In 2005 Sprint launched Sprint TV as two new independent mobile-TV content providers for the carrier's premier multimedia service offerings by Fun Little Movies. In June 2005, Smartvideo added FLM and E! Entertainment to its mobile video channel line-up. And in December 2005, FLM concluded a deal with the ZVUE family of portable media players to make over 1,000 short films available for download to ZVUE owners.

At the 2006 NATPE convention Fun Little Movies co-sponsored the first annual MoTV Awards and presented the "Fun Little Movies Award for Best Comedy". The winner was Miami 85 by Santa Fe Community College professor Marc Shahboz.

In 2007 HandHeld Entertainment expanded an existing agreement with Fun Little Movies in order to stream FLM's short comedy videos on their network of Web sites, including ZVUE.com, Putfile.com, YourDailyMedia.com, UnOriginal.co.uk, FunMansion.com and Dorks.com.

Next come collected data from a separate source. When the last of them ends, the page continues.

use thiserror::Error;

#[derive(Debug, Clone, Error)]
pub enum DomainError {
    #[error("invalid address: {0}")]
    InvalidAddress(String),
    #[error("invalid transaction hash: {0}")]
    InvalidHash(String),
    #[error("invalid quantity: {0}")]
    InvalidQuantity(String),
    #[error("invalid log payload: {0}")]
    InvalidLog(String),
    #[error("value does not fit the target type: {0}")]
    ValueOutOfRange(String),
}
#[tokio::test]
async fn check_existing_connection_without_authorized_accounts_stays_disconnected() {
    let contract = Arc::new(TestContract::with_total(12));
    let controller = controller_with(
        test_config(true),
        TestWallet::with_authorized(Vec::new()),
        Arc::clone(&contract),
    );

    controller.check_existing_connection().await;

    let snapshot = controller.snapshot();
    assert_eq!(snapshot.phase, ConnectionPhase::Disconnected);
    assert_eq!(snapshot.account, None);
    assert_eq!(contract.subscribe_calls.load(Ordering::SeqCst), 0);
}

#[tokio::test]
async fn check_existing_connection_adopts_authorized_account() {
    let contract = Arc::new(TestContract::with_total(12));
    let account = test_address(0xaa);
    let controller = controller_with(
        test_config(true),
        TestWallet::with_authorized(vec![account]),
        Arc::clone(&contract),
    );

    controller.check_existing_connection().await;

    let snapshot = controller.snapshot();
    assert_eq!(snapshot.phase, ConnectionPhase::Idle);
    assert_eq!(snapshot.account, Some(account));
    assert_eq!(snapshot.minted_count, Some(12));
    assert_eq!(contract.subscribe_calls.load(Ordering::SeqCst), 1);
    assert_eq!(contract.total_calls.load(Ordering::SeqCst), 1);
}

#[tokio::test]
async fn connect_registers_exactly_one_event_listener() {
    let contract = Arc::new(TestContract::with_total(0));
    let account = test_address(0xbb);
    let controller = controller_with(
        test_config(true),
        TestWallet::with_prompted(vec![account]),
        Arc::clone(&contract),
    );

    let connected = controller.connect().await.expect("connect");
    assert_eq!(connected, account);
    assert_eq!(controller.snapshot().phase, ConnectionPhase::Idle);
    assert_eq!(contract.subscribe_calls.load(Ordering::SeqCst), 1);

    // Reconnecting keeps the first listener instead of stacking another.
    controller.connect().await.expect("reconnect");
    assert_eq!(contract.subscribe_calls.load(Ordering::SeqCst), 1);
}

#[tokio::test]
async fn connect_without_wallet_provider_is_a_user_visible_failure() {
    let controller = MintFlowController::new(
        test_config(true),
        Arc::new(MissingWalletProvider),
        Arc::new(TestContract::with_total(0)),
    );

    let err = controller.connect().await.expect_err("must fail");
    assert!(matches!(err, MintFlowError::WalletUnavailable));
    assert_eq!(controller.snapshot().phase, ConnectionPhase::Disconnected);
}

#[tokio::test]
async fn connect_with_empty_prompt_result_fails() {
    let controller = controller_with(
        test_config(true),
        TestWallet::with_prompted(Vec::new()),
        Arc::new(TestContract::with_total(0)),
    );

    let err = controller.connect().await.expect_err("must fail");
    assert!(matches!(err, MintFlowError::NoAccountAuthorized));
}

#[tokio::test]
async fn mint_while_minting_is_rejected_before_any_chain_call() {
    let contract = Arc::new(TestContract::with_total(0));
    let controller = controller_with(
        test_config(false),
        TestWallet::with_prompted(vec![test_address(1)]),
        Arc::clone(&contract),
    );
    controller.connect().await.expect("connect");
    let mint_calls_after_connect = contract.mint_calls.load(Ordering::SeqCst);

    controller.state.lock().expect("state lock").phase = ConnectionPhase::Minting;

    let err = controller.mint(None).await.expect_err("must fail");
    assert!(matches!(err, MintFlowError::AlreadyMinting));
    assert_eq!(
        contract.mint_calls.load(Ordering::SeqCst),
        mint_calls_after_connect
    );
    assert_eq!(controller.snapshot().phase, ConnectionPhase::Minting);
}

#[tokio::test]
async fn mint_on_wrong_chain_aborts_before_submission() {
    let contract = Arc::new(TestContract::with_total(0));
    let controller = controller_with(
        test_config(false),
        TestWallet::with_prompted(vec![test_address(1)]).on_chain(ChainId(1)),
        Arc::clone(&contract),
    );
    controller.connect().await.expect("connect");

    let err = controller.mint(None).await.expect_err("must fail");
    match err {
        MintFlowError::WrongNetwork { actual, required } => {
            assert_eq!(actual, ChainId(1));
            assert_eq!(required, ChainId(11155111));
        }
        other => panic!("unexpected error: {other:?}"),
    }
    assert_eq!(contract.mint_calls.load(Ordering::SeqCst), 0);
    assert_eq!(controller.snapshot().phase, ConnectionPhase::Idle);
}

#[tokio::test]
async fn doodle_variant_requires_a_captured_payload() {
    let contract = Arc::new(TestContract::with_total(0));
    let controller = controller_with(
        test_config(true),
        TestWallet::with_prompted(vec![test_address(1)]),
        Arc::clone(&contract),
    );
    controller.connect().await.expect("connect");

    let err = controller.mint(None).await.expect_err("must fail");
    assert!(matches!(err, MintFlowError::MissingDoodle));
    assert_eq!(contract.mint_calls.load(Ordering::SeqCst), 0);

    controller
        .mint(Some("data:image/png;base64,AAAA"))
        .await
        .expect("mint with payload");
}

#[tokio::test]
async fn successful_mint_emits_submitted_then_confirmed_and_returns_to_idle() {
    let contract = Arc::new(TestContract::with_total(0));
    let controller = controller_with(
        test_config(false),
        TestWallet::with_prompted(vec![test_address(1)]),
        Arc::clone(&contract),
    );
    controller.connect().await.expect("connect");
    let mut rx = controller.subscribe_events();

    let hash = controller.mint(None).await.expect("mint");
    assert_eq!(hash, test_hash(0x42));

    wait_for_event(&mut rx, |event| {
        matches!(event, MintFlowEvent::MintSubmitted { tx_hash } if *tx_hash == hash)
    })
    .await;
    let confirmed = wait_for_event(&mut rx, |event| {
        matches!(event, MintFlowEvent::MintConfirmed { .. })
    })
    .await;
    match confirmed {
        MintFlowEvent::MintConfirmed {
            tx_hash,
            explorer_url,
        } => {
            assert_eq!(tx_hash, hash);
            assert_eq!(
                explorer_url,
                format!("https://sepolia.etherscan.io/tx/{hash}")
            );
        }
        other => panic!("unexpected event: {other:?}"),
    }
    assert_eq!(controller.snapshot().phase, ConnectionPhase::Idle);
}

#[tokio::test]
async fn failing_confirmation_resets_the_minting_flag_and_emits_no_confirmation() {
    let contract = Arc::new(TestContract::with_total(0).failing_wait("transaction dropped"));
    let controller = controller_with(
        test_config(false),
        TestWallet::with_prompted(vec![test_address(1)]),
        Arc::clone(&contract),
    );
    controller.connect().await.expect("connect");
    let mut rx = controller.subscribe_events();

    let err = controller.mint(None).await.expect_err("must fail");
    assert!(matches!(err, MintFlowError::Contract(_)));
    assert_eq!(controller.snapshot().phase, ConnectionPhase::Idle);

    let mut saw_failed = false;
    while let Ok(event) = rx.try_recv() {
        match event {
            MintFlowEvent::MintConfirmed { .. } => panic!("confirmation after failed wait"),
            MintFlowEvent::MintFailed { reason } => {
                assert!(reason.contains("transaction dropped"));
                saw_failed = true;
            }
            _ => {}
        }
    }
    assert!(saw_failed, "expected a MintFailed event");
}
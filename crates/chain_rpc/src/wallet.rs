//! Wallet provider backed by the account/chain subset of JSON-RPC.

use std::sync::Arc;

use anyhow::Result;
use async_trait::async_trait;
use mint_flow::WalletProvider;
use serde_json::json;
use shared::domain::{Address, ChainId};

use crate::JsonRpcClient;

pub struct RpcWalletProvider {
    rpc: Arc<JsonRpcClient>,
}

impl RpcWalletProvider {
    pub fn new(rpc: Arc<JsonRpcClient>) -> Self {
        Self { rpc }
    }
}

#[async_trait]
impl WalletProvider for RpcWalletProvider {
    async fn get_accounts(&self) -> Result<Vec<Address>> {
        let raw: Vec<String> = self.rpc.call("eth_accounts", json!([])).await?;
        parse_accounts(raw)
    }

    async fn request_accounts(&self) -> Result<Vec<Address>> {
        let raw: Vec<String> = self.rpc.call("eth_requestAccounts", json!([])).await?;
        parse_accounts(raw)
    }

    async fn chain_id(&self) -> Result<ChainId> {
        let raw: String = self.rpc.call("eth_chainId", json!([])).await?;
        Ok(raw.parse::<ChainId>()?)
    }
}

fn parse_accounts(raw: Vec<String>) -> Result<Vec<Address>> {
    raw.into_iter()
        .map(|account| Ok(account.parse::<Address>()?))
        .collect()
}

In 2008, ROK Entertainment, a United Kingdom-based mobile TV provider, bought a majority (51 percent) stake of Fun Little Movies for a total of $1.375 million.
Also in 2008 FLM debuted the Toyota series The Pool, a humorous series about a group of carpoolers, who happen to drive a Toyota Camry.

== Recognition ==
Fun Little Movies has won more than 20 awards, including a finalist's place for Best Live Action Short Film at the Cannes Film Festival. These include the 2006 and 2007 Mobile Entertainment Magazine Awards for Best Video, top prize at the 2003 CTIA's "World Smallest Film Festival", and two Golden Eagles at the American Cine Awards.

At the MoFilm competition at the February 2009 GSMA Mobile World Congress held in Barcelona, Spain, out of 250 entries from more than 100 countries, Fun Little Movies's production Turbo Dates: English as a Second Language won both Best Comedy and the Grand Prix.